According to Christy Ford Chapin, author of Ensuring America’s Health: The Public Creation of the Corporate Health Care System, there were more health care options 100 years ago. “There were union plans. There were consumer cooperative plans. Mutual aid societies had their own health care programs. There were pre-paid physician groups, which are very similar to some of the physician health care cooperatives we have that are being tried today,” Chapin recently told economist Russ Roberts. “So, you had all these different models. And some of them were very elegant and very efficient—made consumers and health care analysts very happy. But, the AMA (American Medical Association) made an intervention at the end of the 1930s.”

One of the most interesting ideas Chapin cited was the Prepaid Physician Group. Instead of buying insurance, you would pay a doctor in advance for future care. And because this doctor had a reputation to protect (in the hopes of winning future business), he had an incentive to provide good service at a good price. “These are decisions I think we want to have made at the physician-patient level, and not by insurance companies, government officials, or whoever it might be, many layers up. We want these decisions made on the ground,” Chapin explained.

Of course, that wasn’t the only force behind the disintermediation of our health care. During World War II, government intervention in wage controls had unintended consequences that are still being felt today. Businesses couldn’t woo top talent by offering them more money, so they instead sweetened job offers by adding fringe benefits, including health care. The result was a Catch-22: Because health insurance was paid for by a third party (your employer) instead of the beneficiary (you), there was no incentive to keep costs low. As a result, almost everybody had to be an employee—because health care costs were too high to pay for out-of-pocket.

We’re still living with the consequences today. As Sen. Rand Paul recently observed, “The reason capitalism doesn’t work in health care is the consumer is disconnected from the product… When you connect with the consumer, and the consumer cares about the price, guess what? The consumer will shop. And when the consumer shops, competition works. But we’re not really doing that in health care.”

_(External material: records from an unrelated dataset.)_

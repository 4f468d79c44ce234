//! Whirlpool program account layouts.

use crate::error::ProtocolError;
use borsh::{BorshDeserialize, BorshSerialize};
use clmm_autopilot_domain::entities::{NUM_REWARDS, PoolSnapshot, PositionSnapshot, RewardInfo};
use solana_sdk::pubkey::Pubkey;

/// Anchor discriminator of the `Whirlpool` account.
pub const WHIRLPOOL_DISCRIMINATOR: [u8; 8] = [63, 149, 209, 12, 225, 128, 99, 9];

/// Anchor discriminator of the `Position` account.
pub const POSITION_DISCRIMINATOR: [u8; 8] = [170, 188, 143, 228, 122, 64, 247, 208];

#[derive(BorshDeserialize, BorshSerialize, Debug, Clone, Default, PartialEq, Eq)]
pub struct WhirlpoolRewardInfo {
    pub mint: [u8; 32],
    pub vault: [u8; 32],
    /// Reward authority in older pools, extension data in newer ones.
    pub authority: [u8; 32],
    pub emissions_per_second_x64: u128,
    pub growth_global_x64: u128,
}

#[derive(BorshDeserialize, BorshSerialize, Debug, Clone, PartialEq, Eq)]
pub struct Whirlpool {
    pub discriminator: [u8; 8],
    pub whirlpools_config: [u8; 32],
    pub whirlpool_bump: [u8; 1],
    pub tick_spacing: u16,
    pub fee_tier_index_seed: [u8; 2],
    pub fee_rate: u16,
    pub protocol_fee_rate: u16,
    pub liquidity: u128,
    pub sqrt_price: u128,
    pub tick_current_index: i32,
    pub protocol_fee_owed_a: u64,
    pub protocol_fee_owed_b: u64,
    pub token_mint_a: [u8; 32],
    pub token_vault_a: [u8; 32],
    pub fee_growth_global_a: u128,
    pub token_mint_b: [u8; 32],
    pub token_vault_b: [u8; 32],
    pub fee_growth_global_b: u128,
    pub reward_last_updated_timestamp: u64,
    pub reward_infos: [WhirlpoolRewardInfo; NUM_REWARDS],
}

#[derive(BorshDeserialize, BorshSerialize, Debug, Clone, Copy, Default, PartialEq, Eq)]
pub struct PositionRewardInfo {
    pub growth_inside_checkpoint: u128,
    pub amount_owed: u64,
}

#[derive(BorshDeserialize, BorshSerialize, Debug, Clone, PartialEq, Eq)]
pub struct Position {
    pub discriminator: [u8; 8],
    pub whirlpool: [u8; 32],
    pub position_mint: [u8; 32],
    pub liquidity: u128,
    pub tick_lower_index: i32,
    pub tick_upper_index: i32,
    pub fee_growth_checkpoint_a: u128,
    pub fee_owed_a: u64,
    pub fee_growth_checkpoint_b: u128,
    pub fee_owed_b: u64,
    pub reward_infos: [PositionRewardInfo; NUM_REWARDS],
}

fn key(bytes: &[u8; 32]) -> String {
    Pubkey::new_from_array(*bytes).to_string()
}

/// Deserialises a layout prefix; trailing account padding is ignored.
fn decode<T: BorshDeserialize>(
    kind: &'static str,
    address: &str,
    data: &[u8],
    discriminator: &[u8; 8],
) -> Result<T, ProtocolError> {
    let err = |reason: String| ProtocolError::Decode {
        kind,
        address: address.to_string(),
        reason,
    };
    if data.len() < 8 || &data[..8] != discriminator {
        return Err(err("discriminator mismatch".to_string()));
    }
    T::deserialize(&mut &data[..]).map_err(|e| err(e.to_string()))
}

impl Whirlpool {
    pub fn decode(address: &str, data: &[u8]) -> Result<Self, ProtocolError> {
        decode("whirlpool", address, data, &WHIRLPOOL_DISCRIMINATOR)
    }

    pub fn to_snapshot(&self, address: &str) -> PoolSnapshot {
        let reward_infos = self.reward_infos.clone().map(|reward| RewardInfo {
            mint: key(&reward.mint),
            vault: key(&reward.vault),
            emissions_per_second_x64: reward.emissions_per_second_x64,
        });
        PoolSnapshot {
            address: address.to_string(),
            token_mint_a: key(&self.token_mint_a),
            token_mint_b: key(&self.token_mint_b),
            token_vault_a: key(&self.token_vault_a),
            token_vault_b: key(&self.token_vault_b),
            sqrt_price: self.sqrt_price,
            tick_current_index: self.tick_current_index,
            tick_spacing: i32::from(self.tick_spacing),
            fee_rate: self.fee_rate,
            liquidity: self.liquidity,
            reward_infos,
        }
    }
}

impl Position {
    pub fn decode(address: &str, data: &[u8]) -> Result<Self, ProtocolError> {
        decode("position", address, data, &POSITION_DISCRIMINATOR)
    }

    pub fn to_snapshot(&self, address: &str) -> PositionSnapshot {
        PositionSnapshot {
            address: address.to_string(),
            whirlpool: key(&self.whirlpool),
            position_mint: key(&self.position_mint),
            liquidity: self.liquidity,
            tick_lower_index: self.tick_lower_index,
            tick_upper_index: self.tick_upper_index,
            fee_owed_a: self.fee_owed_a,
            fee_owed_b: self.fee_owed_b,
            reward_owed: self.reward_infos.map(|reward| reward.amount_owed),
        }
    }
}

#[cfg(test)]
pub(crate) mod tests {
    use super::*;
    use clmm_autopilot_domain::entities::DEFAULT_ADDRESS;

    pub(crate) fn sample_whirlpool() -> Whirlpool {
        let mut reward_infos: [WhirlpoolRewardInfo; NUM_REWARDS] = Default::default();
        reward_infos[0].mint = [7; 32];
        reward_infos[0].vault = [8; 32];
        reward_infos[0].emissions_per_second_x64 = 1 << 64;
        Whirlpool {
            discriminator: WHIRLPOOL_DISCRIMINATOR,
            whirlpools_config: [1; 32],
            whirlpool_bump: [255],
            tick_spacing: 64,
            fee_tier_index_seed: [64, 0],
            fee_rate: 3000,
            protocol_fee_rate: 300,
            liquidity: 1_000_000,
            sqrt_price: 1 << 64,
            tick_current_index: -1000,
            protocol_fee_owed_a: 0,
            protocol_fee_owed_b: 0,
            token_mint_a: [2; 32],
            token_vault_a: [3; 32],
            fee_growth_global_a: 0,
            token_mint_b: [4; 32],
            token_vault_b: [5; 32],
            fee_growth_global_b: 0,
            reward_last_updated_timestamp: 1_700_000_000,
            reward_infos,
        }
    }

    #[test]
    fn test_decode_whirlpool_with_padding() {
        let mut data = borsh::to_vec(&sample_whirlpool()).unwrap();
        data.extend_from_slice(&[0; 12]);

        let snapshot = Whirlpool::decode("pool", &data).unwrap().to_snapshot("pool");
        assert_eq!(snapshot.tick_spacing, 64);
        assert_eq!(snapshot.tick_current_index, -1000);
        assert_eq!(snapshot.fee_rate, 3000);
        assert_eq!(snapshot.token_mint_a, Pubkey::new_from_array([2; 32]).to_string());
        assert!(snapshot.reward_infos[0].is_initialized());
        assert_eq!(snapshot.reward_infos[1].mint, DEFAULT_ADDRESS);
        assert_eq!(snapshot.initialized_rewards().count(), 1);
    }

    #[test]
    fn test_decode_position() {
        let mut reward_infos = [PositionRewardInfo::default(); NUM_REWARDS];
        reward_infos[2].amount_owed = 42;
        let position = Position {
            discriminator: POSITION_DISCRIMINATOR,
            whirlpool: [9; 32],
            position_mint: [10; 32],
            liquidity: 5_000,
            tick_lower_index: -640,
            tick_upper_index: 960,
            fee_growth_checkpoint_a: 0,
            fee_owed_a: 5,
            fee_growth_checkpoint_b: 0,
            fee_owed_b: 0,
            reward_infos,
        };
        let data = borsh::to_vec(&position).unwrap();

        let snapshot = Position::decode("pos", &data).unwrap().to_snapshot("pos");
        assert_eq!(snapshot.tick_lower_index, -640);
        assert_eq!(snapshot.tick_upper_index, 960);
        assert_eq!(snapshot.fee_owed_a, 5);
        assert_eq!(snapshot.reward_owed, [0, 0, 42]);
    }

    #[test]
    fn test_wrong_discriminator_is_rejected() {
        let data = borsh::to_vec(&sample_whirlpool()).unwrap();
        let err = Position::decode("pool", &data).unwrap_err();
        assert!(matches!(err, ProtocolError::Decode { kind: "position", .. }));

        let err = Whirlpool::decode("short", &[1, 2, 3]).unwrap_err();
        assert!(matches!(err, ProtocolError::Decode { .. }));
    }
}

And as Jeff Jacoby noted years ago, “Why is it that in every other field where enormous technological strides have been made, total costs have fallen over time, but in health care they have increased? The answer is simple: Health care costs so much because most of us pay so little for it. And we pay so little—out-of-pocket expenses amount to just 14 cents of every health dollar spent in this country—because a third party nearly always picks up the tab. For most working Americans, that third party is an insurance company paid by their employers.”

The next big change occurred in 2010, when the Affordable Care Act enshrined health care as a public responsibility. Once this paradigm has shifted, it becomes virtually impossible to introduce true competition into the market. Even when problems are caused by governmental interference, the solution will always be more governmental interference.

It’s naïve to think that we could return to the days before the AMA and government distorted the market—or before it was accepted that the government was responsible for your health care. In the old days, churches and charities could help take care of the poor and indigent. Any modern plan would have to include Medicaid as an alternative. And even if we could return to the days of pre-paid physicians groups, is it realistic to think that the incentives to maintain a sterling reputation would apply to people living in an anonymous big city like they did for people living in tight-knit communities? (Remember how much mockery Nevada Republican Sue Lowden endured when she mentioned “bartering” for health care?) Our only hope is that perhaps the internet has helped restore the ability to reward and punish people based on their reputation.

It might be a pipe dream, but don’t expect Republicans to be excited about anything that doesn’t at least begin to address the third-party payer problem. It’s no wonder conservative senators don’t see this health care bill as a hill they’d want to die on.